Ages of St. Helena & Tristan Hotspot Systems

John O'Connor

Faculty of Earth Sciences, Vrije University Amsterdam

 

Age-progression along seamount chains and aseismic ridges, the observation leading to the birth of the mantle plume paradigm, remains unexplained some thirty years later. Active hotspots and their interactions with spreading ridges are the focus of numerous investigations. However, this approach provides only instantaneous glimpses of hotspot melting anomalies and their inferred underlying mantle plumes. Seamount chains and aseismic ridges have the advantage of providing long-term records of hotspot melting anomalies, more likely to reveal evidence for the existence – or otherwise – of a long-lived dynamic process characteristic of deep mantle plumes.
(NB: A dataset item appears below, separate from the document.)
//! Untrusted-upload inspection: safe ZIP extraction and the DICOM preamble check.

pub mod archive;
pub mod content;

pub use archive::{is_container, ArchiveError, ArchiveLimits, ArchiveValidator};
pub use content::{check_preamble, Preamble};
Thus, detailed age and geochemical records of hotspot trails such as St. Helena and Tristan – especially as they are associated with continental breakup, volcanic margins and LIPs – could well prove to be one of the best ways of testing competing hypotheses for the origin of hotspot melting anomalies. Although time-progression has been established for the St. Helena and Tristan trails [1-3], a sufficiently detailed age/geochemical record is lacking for volcanism trailing from young ocean islands to continental margins and, in the case of Tristan, into continental flood basalts. While acquiring sufficient information about the history and distribution of S. Atlantic hotspot volcanism would be challenging, it is likely to lead to more rigorous testing of the mantle plume paradigm.
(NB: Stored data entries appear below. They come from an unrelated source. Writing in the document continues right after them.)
use crate::keys::validate_key;
use crate::traits::{ByteStream, Storage, StorageError, StorageResult};
use crate::StorageBackend;
use async_trait::async_trait;
use bytes::Bytes;
use clearance_core::StorageConfig;
use futures::StreamExt;
use object_store::aws::{AmazonS3, AmazonS3Builder};
use object_store::path::Path;
use object_store::Error as ObjectStoreError;
use object_store::{ObjectStoreExt, PutPayload};
use std::time::Instant;

/// S3 (or S3-compatible) object store.
///
/// Credentials come from the standard AWS environment variables. Copies are
/// server-side and atomic per key; there is no atomicity across keys.
#[derive(Clone, Debug)]
pub struct S3Storage {
    store: AmazonS3,
    bucket: String,
}

impl S3Storage {
    /// `endpoint_url` selects an S3-compatible service such as MinIO
    /// (e.g. `http://localhost:9000`); path-style addressing is used then.
    pub fn new(bucket: String, region: String, endpoint_url: Option<String>) -> StorageResult<Self> {
        let mut builder = AmazonS3Builder::from_env()
            .with_region(region)
            .with_bucket_name(bucket.clone());

        if let Some(endpoint) = endpoint_url {
            let allow_http = endpoint.starts_with("http://");
            builder = builder
                .with_endpoint(endpoint)
                .with_allow_http(allow_http)
                .with_virtual_hosted_style_request(false);
        }

        let store = builder
            .build()
            .map_err(|e| StorageError::ConfigError(e.to_string()))?;

        Ok(S3Storage { store, bucket })
    }

    pub fn from_config(config: &StorageConfig) -> StorageResult<Self> {
        let region = config.s3_region.clone().ok_or_else(|| {
            StorageError::ConfigError("S3_REGION or AWS_REGION not configured".to_string())
        })?;
        Self::new(config.s3_bucket.clone(), region, config.s3_endpoint.clone())
    }

    pub fn bucket(&self) -> &str {
        &self.bucket
    }

    fn location(key: &str) -> StorageResult<Path> {
        validate_key(key)?;
        Ok(Path::from(key))
    }

    /// Log a failed call and turn it into a [`StorageError`], keeping `NotFound` distinct.
    fn failure(
        &self,
        op: &'static str,
        key: &str,
        start: Instant,
        err: ObjectStoreError,
        wrap: fn(String) -> StorageError,
    ) -> StorageError {
        if let ObjectStoreError::NotFound { .. } = err {
            return StorageError::NotFound(key.to_string());
        }
        tracing::error!(
            op,
            bucket = %self.bucket,
            key = %key,
            error = %err,
            duration_ms = start.elapsed().as_millis(),
            "S3 request failed"
        );
        wrap(format!("{}: {}", key, err))
    }
}

#[async_trait]
impl Storage for S3Storage {
    async fn upload_with_key(&self, storage_key: &str, data: Vec<u8>) -> StorageResult<()> {
        let location = Self::location(storage_key)?;
        let size = data.len();
        let start = Instant::now();

        self.store
            .put(&location, PutPayload::from(Bytes::from(data)))
            .await
            .map_err(|e| self.failure("put", storage_key, start, e, StorageError::UploadFailed))?;

        tracing::debug!(
            bucket = %self.bucket,
            key = %storage_key,
            size_bytes = size,
            duration_ms = start.elapsed().as_millis(),
            "S3 object written"
        );
        Ok(())
    }

    async fn download_stream(&self, storage_key: &str) -> StorageResult<ByteStream> {
        let location = Self::location(storage_key)?;
        let start = Instant::now();

        let object = self
            .store
            .get(&location)
            .await
            .map_err(|e| self.failure("get", storage_key, start, e, StorageError::DownloadFailed))?;

        let key = storage_key.to_string();
        let chunks = object.into_stream().map(move |chunk| {
            chunk.map_err(|e| {
                tracing::error!(key = %key, error = %e, "S3 object read failed mid-stream");
                StorageError::DownloadFailed(format!("{}: {}", key, e))
            })
        });
        Ok(Box::pin(chunks))
    }

    async fn delete(&self, storage_key: &str) -> StorageResult<()> {
        let location = Self::location(storage_key)?;
        let start = Instant::now();

        match self.store.delete(&location).await {
            Ok(()) | Err(ObjectStoreError::NotFound { .. }) => {
                tracing::debug!(bucket = %self.bucket, key = %storage_key, "S3 object deleted");
                Ok(())
            }
            Err(e) => Err(self.failure("delete", storage_key, start, e, StorageError::DeleteFailed)),
        }
    }

    async fn exists(&self, storage_key: &str) -> StorageResult<bool> {
        let location = Self::location(storage_key)?;
        let start = Instant::now();

        match self.store.head(&location).await {
            Ok(_) => Ok(true),
            Err(ObjectStoreError::NotFound { .. }) => Ok(false),
            Err(e) => Err(self.failure("head", storage_key, start, e, StorageError::BackendError)),
        }
    }

    async fn copy(&self, from_key: &str, to_key: &str) -> StorageResult<()> {
        let from = Self::location(from_key)?;
        let to = Self::location(to_key)?;
        let start = Instant::now();

        self.store
            .copy(&from, &to)
            .await
            .map_err(|e| self.failure("copy", from_key, start, e, StorageError::CopyFailed))?;

        tracing::debug!(
            bucket = %self.bucket,
            from_key = %from_key,
            to_key = %to_key,
            duration_ms = start.elapsed().as_millis(),
            "S3 object copied"
        );
        Ok(())
    }

    fn backend_type(&self) -> StorageBackend {
        StorageBackend::S3
    }
}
[1] O'Connor, J.M., P. Stoffers, P. van den Bogaard, and M. McWilliams, First seamount age evidence for significantly slower African plate motion since 19 to 30 Ma, Earth Planet Sci. Lett., 171, 575-589, 1999.
[2] O'Connor, J.M., and A.P. Le Roex, South Atlantic Hot Spot - Plume Volcanism: 1. Distribution of volcanism in time and space, Earth and Planet. Sci. Lett., 113, 343-364, 1992.
[3] O'Connor, J.M., and R.A. Duncan, Evolution of the Walvis Ridge and Rio Grande Rise hot spot system: Implications for African and South American plate motions over plumes, J. Geophys. Res., 95, 17, 475-17, 502, 1991.